Family Impact

Introduction

  • Family structures are diverse

  • When family members abuses substances the effects on the family may differ according to family structure.

  • Substance abuse has distinct effects on different family structures.

REACTIONS OF THE FAMILY BASED ON THE STAGE OF DRUG USE

At the Start

  • The family tries to deny the problem, although they  start to realize it exists. 

  • The user rationalizes and the family feels ashamed   they have reacted in an exaggerated manner to the problem. 

  • Conflicts begin, as well as a need to “control”

  • Anxiety and sleep disorders

Use Progresses

  • The family begins to isolate themselves out of fear and  shame.

  • The family struggles to maintain equilibrium, looking to the addict to recover and re-take his/her role in the family.

  • The family attempts to hide the problem.

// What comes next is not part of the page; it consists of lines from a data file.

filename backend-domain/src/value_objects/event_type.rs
// Event category value object

use std::fmt;

use serde::{Deserialize, Serialize};

#[derive(Debug, Clone, Copy, PartialEq, Eq, Hash, Serialize, Deserialize)]
pub enum EventType {
    Workshop,
    Conference,
    Concert,
    Exhibition,
    Meetup,
    Seminar,
    Festival,
    Sports,
    #[serde(rename = "Food & Drink")]
    FoodAndDrink,
    #[serde(rename = "Arts & Culture")]
    ArtsAndCulture,
    Other,
}

impl EventType {
    pub const ALL: [EventType; 11] = [
        EventType::Workshop,
        EventType::Conference,
        EventType::Concert,
        EventType::Exhibition,
        EventType::Meetup,
        EventType::Seminar,
        EventType::Festival,
        EventType::Sports,
        EventType::FoodAndDrink,
        EventType::ArtsAndCulture,
        EventType::Other,
    ];

    pub fn as_str(&self) -> &'static str {
        match self {
            EventType::Workshop => "Workshop",
            EventType::Conference => "Conference",
            EventType::Concert => "Concert",
            EventType::Exhibition => "Exhibition",
            EventType::Meetup => "Meetup",
            EventType::Seminar => "Seminar",
            EventType::Festival => "Festival",
            EventType::Sports => "Sports",
            EventType::FoodAndDrink => "Food & Drink",
            EventType::ArtsAndCulture => "Arts & Culture",
            EventType::Other => "Other",
        }
    }

    /// Strict, case-insensitive parse. Unknown names are rejected rather
    /// than folded into `Other`.
    pub fn parse(value: &str) -> Option<Self> {
        let wanted = value.trim();
        EventType::ALL
            .into_iter()
            .find(|candidate| candidate.as_str().eq_ignore_ascii_case(wanted))
    }
}

impl fmt::Display for EventType {
    fn fmt(&self, f: &mut fmt::Formatter<'_>) -> fmt::Result {
        f.write_str(self.as_str())
    }
}
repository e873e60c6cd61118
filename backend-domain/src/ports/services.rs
use async_trait::async_trait;
use serde_json::Value;

use crate::entities::{Actor, CatalogSearch};

/// Third-party events catalog. Returns raw vendor records; each one is
/// normalized individually so a malformed item cannot sink the batch.
#[async_trait]
pub trait ExternalCatalog: Send + Sync {
    async fn search_events(&self, request: &CatalogSearch) -> anyhow::Result<Vec<Value>>;
    async fn get_event(&self, vendor_id: &str) -> anyhow::Result<Value>;
}

/// Resolves a session credential to the acting user, if any.
#[async_trait]
pub trait IdentityProvider: Send + Sync {
    async fn current_actor(&self, token: &str) -> anyhow::Result<Option<Actor>>;
}
// Booking entity

use chrono::{DateTime, NaiveDateTime, Utc};
use serde::{Deserialize, Serialize};

use super::Event;

/// An active reservation of one spot at one local event. Cancellation
/// removes the record; there is no stored "past" state.
#[derive(Debug, Clone, PartialEq, Eq, Serialize, Deserialize)]
pub struct Booking {
    pub id: String,
    pub event_id: String,
    pub user_id: String,
    pub booked_at: DateTime<Utc>,
}

/// Result of a booking request.
#[derive(Debug, Clone, PartialEq, Eq)]
pub enum BookingReceipt {
    Reserved(Booking),
    /// External events are booked on the vendor's site; nothing is recorded.
    Redirect { event_id: String, ticket_url: String },
}

#[derive(Debug, Clone, Copy, PartialEq, Eq, Serialize, Deserialize)]
#[serde(rename_all = "lowercase")]
pub enum BookingPeriod {
    Upcoming,
    Past,
}

impl BookingPeriod {
    pub fn classify(starts_at: NaiveDateTime, now: NaiveDateTime) -> Self {
        if starts_at >= now {
            BookingPeriod::Upcoming
        } else {
            BookingPeriod::Past
        }
    }

    pub fn parse(value: &str) -> Option<Self> {
        match value.trim().to_lowercase().as_str() {
            "upcoming" => Some(BookingPeriod::Upcoming),
            "past" => Some(BookingPeriod::Past),
            _ => None,
        }
    }
}

/// A booking joined with its event and the period label computed at read time.
#[derive(Debug, Clone, PartialEq, Eq)]
pub struct BookingWithEvent {
    pub booking: Booking,
    pub event: Event,
    pub period: BookingPeriod,
}
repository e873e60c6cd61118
pub mod memory_store;

pub use memory_store::*;
// Listing scope and type filter value objects

use serde::{Deserialize, Serialize};

use super::EventType;

/// Source set selected before search/type filtering.
#[derive(Debug, Clone, Copy, PartialEq, Eq, Default, Serialize, Deserialize)]
#[serde(rename_all = "lowercase")]
pub enum Scope {
    #[default]
    All,
    Community,
    Nearby,
}

impl Scope {
    pub fn parse(value: &str) -> Option<Self> {
        match value.trim().to_lowercase().as_str() {
            "" | "all" => Some(Scope::All),
            "community" => Some(Scope::Community),
            "nearby" => Some(Scope::Nearby),
            _ => None,
        }
    }

    pub fn includes_external(&self) -> bool {
        matches!(self, Scope::All)
    }
}

#[derive(Debug, Clone, Copy, PartialEq, Eq, Default)]
pub enum TypeFilter {
    #[default]
    All,
    Only(EventType),
}

impl TypeFilter {
    /// `all` (or empty) is the match-everything sentinel.
    pub fn parse(value: &str) -> Option<Self> {
        let trimmed = value.trim();
        if trimmed.is_empty() || trimmed.eq_ignore_ascii_case("all") {
            return Some(TypeFilter::All);
        }
        EventType::parse(trimmed).map(TypeFilter::Only)
    }

    pub fn matches(&self, event_type: EventType) -> bool {
        match self {
            TypeFilter::All => true,
            TypeFilter::Only(wanted) => *wanted == event_type,
        }
    }
}
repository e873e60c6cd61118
use std::path::Path;

use anyhow::{anyhow, Context, Result};
use async_trait::async_trait;
use serde_json::Value;
use tokio::fs;
use tracing::info;

use backend_domain::{CatalogSearch, ExternalCatalog};

/// Catalog served from a JSON array of vendor records on disk. Used for
/// offline runs and demos.
pub struct FixtureCatalog {
    records: Vec<Value>,
}

impl FixtureCatalog {
    pub fn new(records: Vec<Value>) -> Self {
        Self { records }
    }

    pub async fn load(path: &Path) -> Result<Self> {
        let content = fs::read_to_string(path)
            .await
            .with_context(|| format!("read catalog fixture {}", path.display()))?;
        let value: Value = serde_json::from_str(&content)
            .with_context(|| format!("parse catalog fixture {}", path.display()))?;
        let records = match value {
            Value::Array(records) => records,
            Value::Object(mut object) => match object.remove("events") {
                Some(Value::Array(records)) => records,
                _ => return Err(anyhow!("catalog fixture has no events array")),
            },
            _ => return Err(anyhow!("catalog fixture must be a JSON array")),
        };
        info!(count = records.len(), "catalog fixture loaded from {}", path.display());
        Ok(Self::new(records))
    }
}

fn record_id(record: &Value) -> Option<String> {
    match record.get("id")? {
        Value::String(id) => Some(id.clone()),
        Value::Number(id) => Some(id.to_string()),
        _ => None,
    }
}

fn record_name(record: &Value) -> String {
    record
        .pointer("/name/text")
        .or_else(|| record.get("name"))
        .and_then(Value::as_str)
        .unwrap_or_default()
        .to_lowercase()
}

#[async_trait]
impl ExternalCatalog for FixtureCatalog {
    async fn search_events(&self, request: &CatalogSearch) -> Result<Vec<Value>> {
        let needle = request
            .query
            .as_deref()
            .map(|query| query.trim().to_lowercase())
            .unwrap_or_default();
        Ok(self
            .records
            .iter()
            .filter(|record| needle.is_empty() || record_name(record).contains(&needle))
            .cloned()
            .collect())
    }

    async fn get_event(&self, vendor_id: &str) -> Result<Value> {
        self.records
            .iter()
            .find(|record| record_id(record).as_deref() == Some(vendor_id))
            .cloned()
            .ok_or_else(|| anyhow!("catalog event '{}' not found", vendor_id))
    }
}
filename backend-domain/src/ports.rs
// Repository and Service Port Traits (Interfaces)
// Define what the domain needs from infrastructure

pub mod repositories;
pub mod services;

pub use repositories::*;
pub use services::*;
use std::path::Path;
use std::sync::Arc;

use anyhow::Result;
use tracing::{info, warn};

use backend_application::{AppState, Metrics};
use backend_domain::ExternalCatalog;
use backend_infrastructure::{
    AppConfig, DisabledCatalog, FixtureCatalog, HttpCatalogClient, InMemoryStore,
    StaticIdentityProvider,
};

pub struct AppContext {
    pub state: AppState,
}

impl AppContext {
    pub async fn from_config(config: &AppConfig) -> Result<Self> {
        let runtime_config = config.to_runtime_config();

        let store = match &config.data_path {
            Some(path) => Arc::new(InMemoryStore::open(path).await?),
            None => {
                warn!("data_path not set; events and bookings are kept in memory only");
                Arc::new(InMemoryStore::new())
            }
        };

        let identity = StaticIdentityProvider::from_entries(&config.identities)?;
        if identity.is_empty() {
            warn!("no identities configured; every write endpoint will answer 401");
        }

        let catalog = build_catalog(config).await?;

        let state = AppState {
            config: runtime_config,
            event_store: store.clone(),
            ledger: store,
            catalog,
            identity: Arc::new(identity),
            metrics: Arc::new(Metrics::default()),
        };

        Ok(Self { state })
    }
}

async fn build_catalog(config: &AppConfig) -> Result<Arc<dyn ExternalCatalog>> {
    if let Some(url) = &config.catalog_url {
        info!("external catalog at {}", url);
        let client = HttpCatalogClient::new(
            url,
            config.catalog_token.clone(),
            config.request_timeout_seconds,
        )?;
        return Ok(Arc::new(client));
    }
    if let Some(path) = &config.catalog_fixture_path {
        return Ok(Arc::new(FixtureCatalog::load(Path::new(path)).await?));
    }
    info!("no external catalog configured; listings show local events only");
    Ok(Arc::new(DisabledCatalog))
}
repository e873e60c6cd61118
use thiserror::Error;

use backend_domain::DomainError;

#[derive(Debug, Error)]
pub enum AppError {
    #[error("unauthorized")]
    Unauthorized,
    #[error("forbidden: {0}")]
    Forbidden(String),
    #[error("not found: {0}")]
    NotFound(String),
    #[error("bad request: {0}")]
    BadRequest(String),
    #[error("conflict: {0}")]
    Conflict(String),
    #[error("{0}")]
    Capacity(String),
    #[error("consistency check failed: {0}")]
    Consistency(String),
    #[error("upstream: {0}")]
    Upstream(String),
    #[error(transparent)]
    Internal(#[from] anyhow::Error),
}

impl AppError {
    /// Message safe to show a client. Internal failures stay generic.
    pub fn public_message(&self) -> String {
        match self {
            AppError::Unauthorized => "authentication required".to_string(),
            AppError::Forbidden(message)
            | AppError::NotFound(message)
            | AppError::BadRequest(message)
            | AppError::Conflict(message)
            | AppError::Capacity(message)
            | AppError::Upstream(message) => message.clone(),
            AppError::Consistency(_) => {
                "booking state is inconsistent; the operation was not applied".to_string()
            }
            AppError::Internal(_) => "internal server error".to_string(),
        }
    }
}

impl From<DomainError> for AppError {
    fn from(err: DomainError) -> Self {
        match err {
            DomainError::Validation(message) => AppError::BadRequest(message),
            err @ DomainError::NotFound(_) => AppError::NotFound(err.to_string()),
            DomainError::Forbidden(message) => AppError::Forbidden(message),
            err @ DomainError::Capacity { .. } => AppError::Capacity(err.to_string()),
            DomainError::Conflict(message) => AppError::Conflict(message),
            DomainError::Consistency(message) => AppError::Consistency(message),
            err @ DomainError::Upstream(_) => AppError::Upstream(err.to_string()),
            DomainError::Storage(err) => AppError::Internal(err),
        }
    }
}
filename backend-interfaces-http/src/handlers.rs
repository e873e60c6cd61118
pub mod booking_handlers;
pub mod event_handlers;
pub mod ops_handlers;

pub use booking_handlers::*;
pub use event_handlers::*;
pub use ops_handlers::*;
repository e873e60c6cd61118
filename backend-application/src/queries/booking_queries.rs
use chrono::{Local, NaiveDateTime};

use crate::{AppError, AppState};
use backend_domain::{BookingPeriod, BookingWithEvent};

/// The user's bookings joined with their events. Periods are computed from
/// the event start relative to `now`, never stored.
pub async fn list_user_bookings(
    state: &AppState,
    user_id: &str,
    period: Option<BookingPeriod>,
) -> Result<Vec<BookingWithEvent>, AppError> {
    list_user_bookings_at(state, user_id, period, Local::now().naive_local()).await
}

pub async fn list_user_bookings_at(
    state: &AppState,
    user_id: &str,
    period: Option<BookingPeriod>,
    now: NaiveDateTime,
) -> Result<Vec<BookingWithEvent>, AppError> {
    let history = state.ledger.list_for_user(user_id, now).await?;
    Ok(history
        .into_iter()
        .filter(|entry| period.map_or(true, |wanted| entry.period == wanted))
        .collect())
}
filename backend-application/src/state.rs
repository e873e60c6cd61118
use std::sync::Arc;

use backend_domain::ports::{BookingLedger, EventStore, ExternalCatalog, IdentityProvider};
use backend_domain::RuntimeConfig;

use crate::Metrics;

#[derive(Clone)]
pub struct AppState {
    pub config: RuntimeConfig,
    pub event_store: Arc<dyn EventStore>,
    pub ledger: Arc<dyn BookingLedger>,
    pub catalog: Arc<dyn ExternalCatalog>,
    pub identity: Arc<dyn IdentityProvider>,
    pub metrics: Arc<Metrics>,
}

  • Promises are made and self-respect decreases.

  • Increased fear, anxiety, and insecurity.

  • There are threats.

ADVANCED STAGES

  • The system becomes more disorganized and the family stops trying to control the member’s use.

  • The family is focused on alleviating the tension, accepting the blame for the drug use.

  • Communication is closed off among members.

  • Revenge can take place:  love affairs, overspending, pulling away from the family.

  • Depression, deterioration

FINALLY

  • The chaos becomes intolerable.

  • The role of the user disappears within the family.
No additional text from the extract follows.